» **Problem statement**:
Count the lines in the data below holding the string "that" and write the total by itself.

» **Source data**:
//! Common types shared by the client, the report pipeline and the server.

use serde::{Deserialize, Serialize};

/// The authenticated GitHub user a report is generated for.
#[derive(Debug, Clone, Default, PartialEq, Eq, Serialize, Deserialize)]
pub struct User {
    pub login: String,
    #[serde(default)]
    pub name: Option<String>,
    #[serde(default)]
    pub avatar_url: Option<String>,
}

/// A pull request found by the search step.
#[derive(Debug, Clone, PartialEq, Eq, Serialize, Deserialize)]
pub struct PullRequestSummary {
    pub title: String,
    pub html_url: String,
    pub number: u64,
    /// REST URL of the pull request; its commits live at `{api_url}/commits`.
    pub api_url: String,
}

/// A commit on a pull request, reduced to what the report shows.
#[derive(Debug, Clone, PartialEq, Eq, Serialize, Deserialize)]
pub struct CommitRecord {
    pub sha: String,
    /// First line of the commit message.
    pub summary: String,
}

impl CommitRecord {
    /// Build a record from a full commit message, keeping only its first line.
    pub fn from_message(sha: impl Into<String>, message: &str) -> Self {
        Self {
            sha: sha.into(),
            summary: message.lines().next().unwrap_or_default().to_string(),
        }
    }
}
//! In-memory session storage for the pr-report server.
//!
//! A session binds an unguessable identifier (sent to the browser as the
//! `session_id` cookie) to the GitHub user and OAuth token obtained at login.
//!
//! Sessions live until explicit logout. There is no expiry sweep: a session
//! whose cookie expired in the browser stays in memory until the process
//! exits.
//!
//! # Example
//!
//! ```ignore
//! use pr_report_storage::{MemorySessionStore, SessionStore};
//!
//! let store = MemorySessionStore::new();
//!
//! let id = store.create(user, "gho_xxx".to_string())?;
//! assert!(store.lookup(&id)?.is_some());
//!
//! store.delete(&id)?;
//! assert!(store.lookup(&id)?.is_none());
//! ```

use std::collections::HashMap;
use std::sync::Mutex;

use chrono::{DateTime, Utc};
use pr_report_core::{Error, Result, User};
use rand::rngs::OsRng;
use rand::RngCore;
use tracing::{debug, info};

/// Random bytes in a session id or OAuth state token.
pub const TOKEN_BYTES: usize = 32;

/// Generate a random token: [`TOKEN_BYTES`] bytes from the OS RNG, hex-encoded.
pub fn generate_token() -> Result<String> {
    let mut bytes = [0u8; TOKEN_BYTES];
    OsRng
        .try_fill_bytes(&mut bytes)
        .map_err(|e| Error::Storage(format!("Failed to generate random token: {}", e)))?;
    Ok(hex::encode(bytes))
}

/// Shorten a token for log output.
pub fn redact(token: &str) -> &str {
    token.get(..8).unwrap_or(token)
}

/// An authenticated browser session.
#[derive(Debug, Clone, PartialEq, Eq)]
pub struct Session {
    pub user: User,
    /// OAuth access token used for GitHub calls made on behalf of the user
    pub token: String,
    pub created_at: DateTime<Utc>,
}

/// Session storage trait.
///
/// Implementations must be safe to share between concurrent request handlers.
pub trait SessionStore: Send + Sync {
    /// Store a new session and return its identifier.
    fn create(&self, user: User, token: String) -> Result<String>;

    /// Find a session by identifier.
    ///
    /// Returns `Ok(None)` if the session doesn't exist.
    fn lookup(&self, session_id: &str) -> Result<Option<Session>>;

    /// Delete a session.
    ///
    /// Returns `Ok(())` even if the session didn't exist.
    fn delete(&self, session_id: &str) -> Result<()>;

    /// Number of live sessions.
    fn len(&self) -> Result<usize>;

    /// Whether the store holds no sessions.
    fn is_empty(&self) -> Result<bool> {
        Ok(self.len()? == 0)
    }
}

// =============================================================================
// MemorySessionStore
// =============================================================================

/// Session store backed by a mutex-guarded map.
#[derive(Debug, Default)]
pub struct MemorySessionStore {
    sessions: Mutex<HashMap<String, Session>>,
}

impl MemorySessionStore {
    /// Create an empty store.
    pub fn new() -> Self {
        Self::default()
    }

    fn sessions(&self) -> Result<std::sync::MutexGuard<'_, HashMap<String, Session>>> {
        self.sessions
            .lock()
            .map_err(|e| Error::Storage(format!("Lock poisoned: {}", e)))
    }
}

impl SessionStore for MemorySessionStore {
    fn create(&self, user: User, token: String) -> Result<String> {
        let session_id = generate_token()?;
        let session = Session {
            user,
            token,
            created_at: Utc::now(),
        };

        info!(
            login = %session.user.login,
            session = redact(&session_id),
            "Session created"
        );
        self.sessions()?.insert(session_id.clone(), session);
        Ok(session_id)
    }

    fn lookup(&self, session_id: &str) -> Result<Option<Session>> {
        let session = self.sessions()?.get(session_id).cloned();
        if session.is_none() {
            debug!(session = redact(session_id), "Session not found");
        }
        Ok(session)
    }

    fn delete(&self, session_id: &str) -> Result<()> {
        if self.sessions()?.remove(session_id).is_some() {
            info!(session = redact(session_id), "Session deleted");
        }
        Ok(())
    }

    fn len(&self) -> Result<usize> {
        Ok(self.sessions()?.len())
    }
}
//! HTTP service for pr-report.
//!
//! Serves Markdown reports to a browser frontend that logs in with GitHub
//! OAuth, and to API clients that bring their own GitHub token.

pub mod auth;
pub mod cors;
pub mod error;
pub mod handlers;
pub mod server;

pub use error::ApiError;
pub use server::{router, serve, AppState};
//! API handlers.
//!
//! These call the report pipeline with a GitHub client bound to the
//! caller's credentials and translate failures into HTTP statuses.

use axum::extract::{Query, State};
use axum::http::header::CONTENT_TYPE;
use axum::http::HeaderMap;
use axum::response::{IntoResponse, Response};
use axum::Json;
use axum_extra::extract::cookie::CookieJar;
use pr_report_core::{Error, User};
use pr_report_pipeline::generate_report;
use serde::Deserialize;
use tracing::{debug, warn};

use crate::auth::{resolve_credentials, session_from_cookies};
use crate::error::{status_for, ApiError};
use crate::server::AppState;

/// Content type of report responses.
pub const MARKDOWN_CONTENT_TYPE: &str = "text/markdown; charset=utf-8";

/// Query parameters of `/api/report`.
#[derive(Debug, Deserialize)]
pub struct ReportParams {
    #[serde(default)]
    pub date: Option<String>,
}

/// `GET /api/report?date=YYYY-MM-DD`: Markdown report of the caller's PRs.
pub async fn report(
    State(state): State<AppState>,
    jar: CookieJar,
    headers: HeaderMap,
    Query(params): Query<ReportParams>,
) -> Result<Response, ApiError> {
    let credentials = resolve_credentials(&state, &jar, &headers).map_err(|e| match e {
        Error::Unauthorized(message) => {
            debug!(reason = %message, "Report request rejected");
            ApiError::unauthorized(message)
        }
        other => ApiError::from(other),
    })?;

    let date = params.date.filter(|d| !d.is_empty()).ok_or_else(|| {
        ApiError::from(Error::InvalidInput(
            "Date parameter is required".to_string(),
        ))
    })?;

    let client = state.github_client(credentials);
    let report = generate_report(&client, &date).await.map_err(|e| {
        warn!(date = %date, error = %e, "Report generation failed");
        ApiError::new(status_for(&e), format!("Failed to generate report: {}", e))
    })?;

    Ok(([(CONTENT_TYPE, MARKDOWN_CONTENT_TYPE)], report).into_response())
}

/// `GET /api/me`: the user of the current session.
pub async fn me(State(state): State<AppState>, jar: CookieJar) -> Result<Json<User>, ApiError> {
    let session = session_from_cookies(&state, &jar).map_err(|e| match e {
        Error::Unauthorized(reason) => {
            debug!(reason = %reason, "No valid session");
            ApiError::unauthorized("Unauthorized")
        }
        other => ApiError::from(other),
    })?;

    Ok(Json(session.user))
}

» **Output of the exercise**:
2